- Work instructions: Find all lines below containing the string "errors" and return them.

- Material for the task:
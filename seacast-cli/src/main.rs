//! SeaCast CLI - run vessel trajectory forecasts from a JSON request.
//!
//! Reads a prediction request (ship identity plus recent AIS position
//! fixes) from a file, runs the forecasting pipeline, and prints the
//! JSON report to stdout. Failures are printed to stdout as a JSON
//! failure report (`{"success": false, ...}`) with exit code 1, so a
//! consuming process always receives structured output. Logging goes
//! to stderr and is controlled via `RUST_LOG`.

mod error;

use clap::Parser;
use seacast::predictor::{self, FailureReport, PredictionRequest};
use std::fs;
use std::process;
use tracing_subscriber::EnvFilter;

use error::CliError;

#[derive(Parser)]
#[command(name = "seacast")]
#[command(version = seacast::VERSION)]
#[command(about = "Forecast vessel positions from recent AIS history", long_about = None)]
struct Args {
    /// Path to the JSON prediction request (ship_info + positions)
    input: String,

    /// Pretty-print the JSON report
    #[arg(long)]
    pretty: bool,
}

fn main() {
    init_logging();
    let args = Args::parse();

    let raw = match fs::read_to_string(&args.input) {
        Ok(raw) => raw,
        Err(error) => CliError::InputRead {
            path: args.input.clone(),
            error,
        }
        .exit(),
    };

    let request: PredictionRequest = match serde_json::from_str(&raw) {
        Ok(request) => request,
        Err(error) => CliError::InputParse(error).exit(),
    };

    match predictor::predict(&request) {
        Ok(report) => {
            println!("{}", render(&report, args.pretty));
        }
        Err(error) => {
            tracing::warn!(%error, "prediction failed");
            let failure = FailureReport::from(&error);
            println!("{}", render(&failure, args.pretty));
            process::exit(1);
        }
    }
}

/// Serialize a report, compact or pretty.
fn render<T: serde::Serialize>(value: &T, pretty: bool) -> String {
    let result = if pretty {
        serde_json::to_string_pretty(value)
    } else {
        serde_json::to_string(value)
    };
    match result {
        Ok(json) => json,
        Err(error) => CliError::Render(error).exit(),
    }
}

/// Initialize stderr logging controlled by `RUST_LOG`.
///
/// Stdout is reserved for the JSON report, so all diagnostics go to
/// stderr. Defaults to `warn` when `RUST_LOG` is unset.
fn init_logging() {
    let env_filter = EnvFilter::try_from_default_env().unwrap_or_else(|_| EnvFilter::new("warn"));

    tracing_subscriber::fmt()
        .with_env_filter(env_filter)
        .with_writer(std::io::stderr)
        .init();
}
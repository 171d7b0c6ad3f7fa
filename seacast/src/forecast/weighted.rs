//! Recency-weighted velocity averaging forecast strategy.
//!
//! Smooths jitter in individual fixes by averaging per-pair speed and
//! bearing over up to 3 consecutive sample pairs, weighting recent
//! pairs higher, then projecting from the latest fix. Bearings are
//! combined by vector (sin/cos) composition rather than arithmetic
//! mean so tracks crossing north do not wrap around.
//!
//! Falls back to linear extrapolation when fewer than 3 samples are
//! available or no pair has a positive time delta.

use crate::geodesic::{bearing_between, distance_m, normalize_bearing};
use crate::window::TrajectoryWindow;

use super::types::{ForecastMethod, MethodDiagnostics, MotionEstimate, StrategyForecast};
use super::{linear, project_horizons, StrategyError};

/// Confidence model: max(0.88 - 0.09 * h, 0.35).
const BASE_CONFIDENCE: f64 = 0.88;
const CONFIDENCE_DECAY: f64 = 0.09;
const CONFIDENCE_FLOOR: f64 = 0.35;

/// Maximum number of consecutive sample pairs examined.
const MAX_VELOCITY_PAIRS: usize = 3;

/// Minimum samples required before delegating to linear.
const MIN_SAMPLES: usize = 3;

/// Forecast by recency-weighted velocity and bearing averaging.
///
/// Pair *i* (0-based, most recent first) joins samples `i` and `i+1`
/// and carries weight `1 / (i + 1)`; pairs with a non-positive time
/// delta are skipped. Delegates to [`linear::forecast`] when fewer
/// than 3 samples exist or every pair was skipped.
pub fn forecast(window: &TrajectoryWindow) -> Result<StrategyForecast, StrategyError> {
    if window.len() < MIN_SAMPLES {
        tracing::debug!(
            samples = window.len(),
            "too few samples for velocity averaging, delegating to linear"
        );
        return linear::forecast(window);
    }

    let estimate = match aggregate_motion(window) {
        Some(estimate) => estimate,
        None => {
            tracing::warn!("no sample pair with positive time delta, delegating to linear");
            return linear::forecast(window);
        }
    };

    let predictions = project_horizons(
        window.latest().coords(),
        &estimate,
        BASE_CONFIDENCE,
        CONFIDENCE_DECAY,
        CONFIDENCE_FLOOR,
    );

    Ok(StrategyForecast {
        method: ForecastMethod::WeightedVelocity,
        diagnostics: MethodDiagnostics::Motion {
            speed_mps: estimate.speed_mps,
            bearing_deg: estimate.bearing_deg,
        },
        predictions,
    })
}

/// Weighted-average motion over the most recent sample pairs.
///
/// Returns `None` when no pair has a positive time delta.
fn aggregate_motion(window: &TrajectoryWindow) -> Option<MotionEstimate> {
    let samples = window.samples();
    let pair_count = MAX_VELOCITY_PAIRS.min(samples.len() - 1);

    let mut total_weight = 0.0;
    let mut speed_sum = 0.0;
    let mut sin_sum = 0.0;
    let mut cos_sum = 0.0;

    for i in 0..pair_count {
        let newer = &samples[i];
        let older = &samples[i + 1];

        let time_diff_s = (newer.timestamp - older.timestamp).num_milliseconds() as f64 / 1000.0;
        if time_diff_s <= 0.0 {
            continue;
        }

        let speed_mps = distance_m(older.coords(), newer.coords()) / time_diff_s;
        let bearing_rad = bearing_between(older.coords(), newer.coords()).to_radians();
        let weight = 1.0 / (i + 1) as f64;

        total_weight += weight;
        speed_sum += speed_mps * weight;
        sin_sum += bearing_rad.sin() * weight;
        cos_sum += bearing_rad.cos() * weight;
    }

    if total_weight <= 0.0 {
        return None;
    }

    Some(MotionEstimate {
        speed_mps: speed_sum / total_weight,
        bearing_deg: normalize_bearing(sin_sum.atan2(cos_sum).to_degrees()),
    })
}
//! CLI error handling with user-friendly messages.
//!
//! Centralizes error handling for the CLI, providing consistent
//! formatting and appropriate exit codes. Stdout always carries the
//! JSON failure shape (`{"success": false, "error": ...}`) so a
//! consuming process receives structured output on every path; the
//! human-readable message and hints go to stderr.

use std::fmt;
use std::process;

/// CLI-specific errors with user-friendly messages.
#[derive(Debug)]
pub enum CliError {
    /// Failed to read the input file.
    InputRead { path: String, error: std::io::Error },
    /// Input file is not a valid prediction request.
    InputParse(serde_json::Error),
    /// Failed to serialize the report.
    Render(serde_json::Error),
}

impl CliError {
    /// Exit the process with an appropriate error message and code.
    ///
    /// Prints the JSON failure report to stdout and the diagnostic
    /// message (plus hints, where useful) to stderr.
    pub fn exit(&self) -> ! {
        println!("{}", self.failure_json());
        eprintln!("Error: {}", self);

        // Print additional help for specific errors
        if let CliError::InputParse(_) = self {
            eprintln!();
            eprintln!("The input must be a JSON prediction request:");
            eprintln!("  {{");
            eprintln!("    \"ship_info\": {{ \"MMSI\": \"227006760\" }},");
            eprintln!("    \"positions\": [");
            eprintln!("      {{ \"timestamp\": \"2024-05-01T10:00:00Z\",");
            eprintln!("        \"latitude\": 43.3, \"longitude\": 5.37,");
            eprintln!("        \"sog\": 12.0, \"cog\": 88.0 }}");
            eprintln!("    ]");
            eprintln!("  }}");
        }

        process::exit(1)
    }

    /// The error as the JSON failure shape emitted on stdout.
    fn failure_json(&self) -> String {
        serde_json::json!({
            "success": false,
            "error": self.to_string(),
        })
        .to_string()
    }
}

impl fmt::Display for CliError {
    fn fmt(&self, f: &mut fmt::Formatter<'_>) -> fmt::Result {
        match self {
            CliError::InputRead { path, error } => {
                write!(f, "Failed to read input file '{}': {}", path, error)
            }
            CliError::InputParse(e) => write!(f, "Invalid prediction request: {}", e),
            CliError::Render(e) => write!(f, "Failed to serialize report: {}", e),
        }
    }
}
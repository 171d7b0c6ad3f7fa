//! Great-circle navigation math for vessel position forecasting.
//!
//! This module provides the geodesic primitives used by every forecast
//! strategy: haversine distance, initial bearing, and destination-point
//! projection on a spherical Earth model.
//!
//! # Coordinate System
//!
//! - Latitude: degrees north (-90 to 90)
//! - Longitude: degrees east (-180 to 180)
//! - Bearing: degrees true (0-360, 0=north, 90=east)
//! - Distance: meters
//!
//! All functions are pure and total; none allocates or performs I/O.

use std::f64::consts::PI;

/// Earth's mean radius in meters (spherical model).
pub const EARTH_RADIUS_M: f64 = 6_371_000.0;

/// Meters per second in one knot.
///
/// Used to convert AIS speed-over-ground (knots) into m/s.
pub const MPS_PER_KNOT: f64 = 0.514444;

/// Degrees to radians conversion factor.
const DEG_TO_RAD: f64 = PI / 180.0;

/// Radians to degrees conversion factor.
const RAD_TO_DEG: f64 = 180.0 / PI;

/// Calculate the great-circle distance between two positions.
///
/// Uses the haversine formula, which is numerically stable for the
/// short to medium distances a vessel covers between AIS fixes.
///
/// # Arguments
///
/// * `from` - First position as (latitude, longitude) in degrees
/// * `to` - Second position as (latitude, longitude) in degrees
///
/// # Returns
///
/// Distance in meters. Zero for identical points; symmetric in its
/// arguments.
///
/// # Example
///
/// ```
/// use seacast::geodesic::distance_m;
///
/// // One degree of latitude is ~111.2 km
/// let dist = distance_m((0.0, 0.0), (1.0, 0.0));
/// assert!((dist - 111_195.0).abs() < 100.0);
/// ```
pub fn distance_m(from: (f64, f64), to: (f64, f64)) -> f64 {
    let (lat1, lon1) = from;
    let (lat2, lon2) = to;

    let lat1_rad = lat1 * DEG_TO_RAD;
    let lat2_rad = lat2 * DEG_TO_RAD;
    let delta_lat = (lat2 - lat1) * DEG_TO_RAD;
    let delta_lon = (lon2 - lon1) * DEG_TO_RAD;

    // Haversine formula
    let a = (delta_lat / 2.0).sin().powi(2)
        + lat1_rad.cos() * lat2_rad.cos() * (delta_lon / 2.0).sin().powi(2);
    let c = 2.0 * a.sqrt().asin();

    EARTH_RADIUS_M * c
}

/// Calculate the initial bearing from one position to another.
///
/// Returns the forward azimuth (direction to travel from `from` to
/// `to`) along the great circle.
///
/// # Arguments
///
/// * `from` - Starting position as (latitude, longitude) in degrees
/// * `to` - Ending position as (latitude, longitude) in degrees
///
/// # Returns
///
/// Bearing in degrees (0-360, 0=north, 90=east). The result for two
/// identical points is unspecified; callers must not rely on it.
///
/// # Example
///
/// ```
/// use seacast::geodesic::bearing_between;
///
/// // Bearing from the origin to a point due east
/// let bearing = bearing_between((0.0, 0.0), (0.0, 1.0));
/// assert!((bearing - 90.0).abs() < 0.1);
/// ```
pub fn bearing_between(from: (f64, f64), to: (f64, f64)) -> f64 {
    let (lat1, lon1) = from;
    let (lat2, lon2) = to;

    let lat1_rad = lat1 * DEG_TO_RAD;
    let lat2_rad = lat2 * DEG_TO_RAD;
    let delta_lon = (lon2 - lon1) * DEG_TO_RAD;

    let y = delta_lon.sin() * lat2_rad.cos();
    let x = lat1_rad.cos() * lat2_rad.sin() - lat1_rad.sin() * lat2_rad.cos() * delta_lon.cos();

    normalize_bearing(y.atan2(x) * RAD_TO_DEG)
}

/// Project a position along a bearing for a given distance.
///
/// Uses the spherical destination-point formula. This is the inverse of
/// the distance/bearing pair up to spherical-model rounding, so
/// `distance_m(p, project_position(p, b, d)) ≈ d` for distances small
/// relative to the Earth radius.
///
/// # Arguments
///
/// * `start` - Starting position as (latitude, longitude) in degrees
/// * `bearing_deg` - True bearing in degrees (0-360)
/// * `distance_m` - Distance to project in meters
///
/// # Returns
///
/// New position as (latitude, longitude) in degrees, with longitude
/// normalized to -180..180.
///
/// # Example
///
/// ```
/// use seacast::geodesic::project_position;
///
/// // Project ~111 km north from the equator
/// let (lat, lon) = project_position((0.0, 0.0), 0.0, 111_195.0);
/// assert!((lat - 1.0).abs() < 0.01);
/// assert!(lon.abs() < 0.001);
/// ```
pub fn project_position(start: (f64, f64), bearing_deg: f64, distance_m: f64) -> (f64, f64) {
    let (lat1, lon1) = start;
    let lat1_rad = lat1 * DEG_TO_RAD;
    let lon1_rad = lon1 * DEG_TO_RAD;
    let bearing_rad = bearing_deg * DEG_TO_RAD;
    let angular_distance = distance_m / EARTH_RADIUS_M;

    let sin_lat1 = lat1_rad.sin();
    let cos_lat1 = lat1_rad.cos();
    let sin_d = angular_distance.sin();
    let cos_d = angular_distance.cos();

    let lat2_rad = (sin_lat1 * cos_d + cos_lat1 * sin_d * bearing_rad.cos()).asin();

    let lon2_rad =
        lon1_rad + (bearing_rad.sin() * sin_d * cos_lat1).atan2(cos_d - sin_lat1 * lat2_rad.sin());

    let lat2 = lat2_rad * RAD_TO_DEG;
    let mut lon2 = lon2_rad * RAD_TO_DEG;

    // Normalize longitude to -180..180
    if lon2 > 180.0 {
        lon2 -= 360.0;
    } else if lon2 < -180.0 {
        lon2 += 360.0;
    }

    (lat2, lon2)
}

/// Normalize a bearing to the range [0, 360) degrees.
///
/// Handles negative bearings and values >= 360 by wrapping
/// appropriately.
///
/// # Example
///
/// ```
/// use seacast::geodesic::normalize_bearing;
///
/// assert_eq!(normalize_bearing(0.0), 0.0);
/// assert_eq!(normalize_bearing(360.0), 0.0);
/// assert_eq!(normalize_bearing(-90.0), 270.0);
/// assert_eq!(normalize_bearing(450.0), 90.0);
/// ```
pub fn normalize_bearing(bearing: f64) -> f64 {
    let mut b = bearing % 360.0;
    if b < 0.0 {
        b += 360.0;
    }
    b
}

- Exercise answer:
/// CLI-specific errors with user-friendly messages.
        // Print additional help for specific errors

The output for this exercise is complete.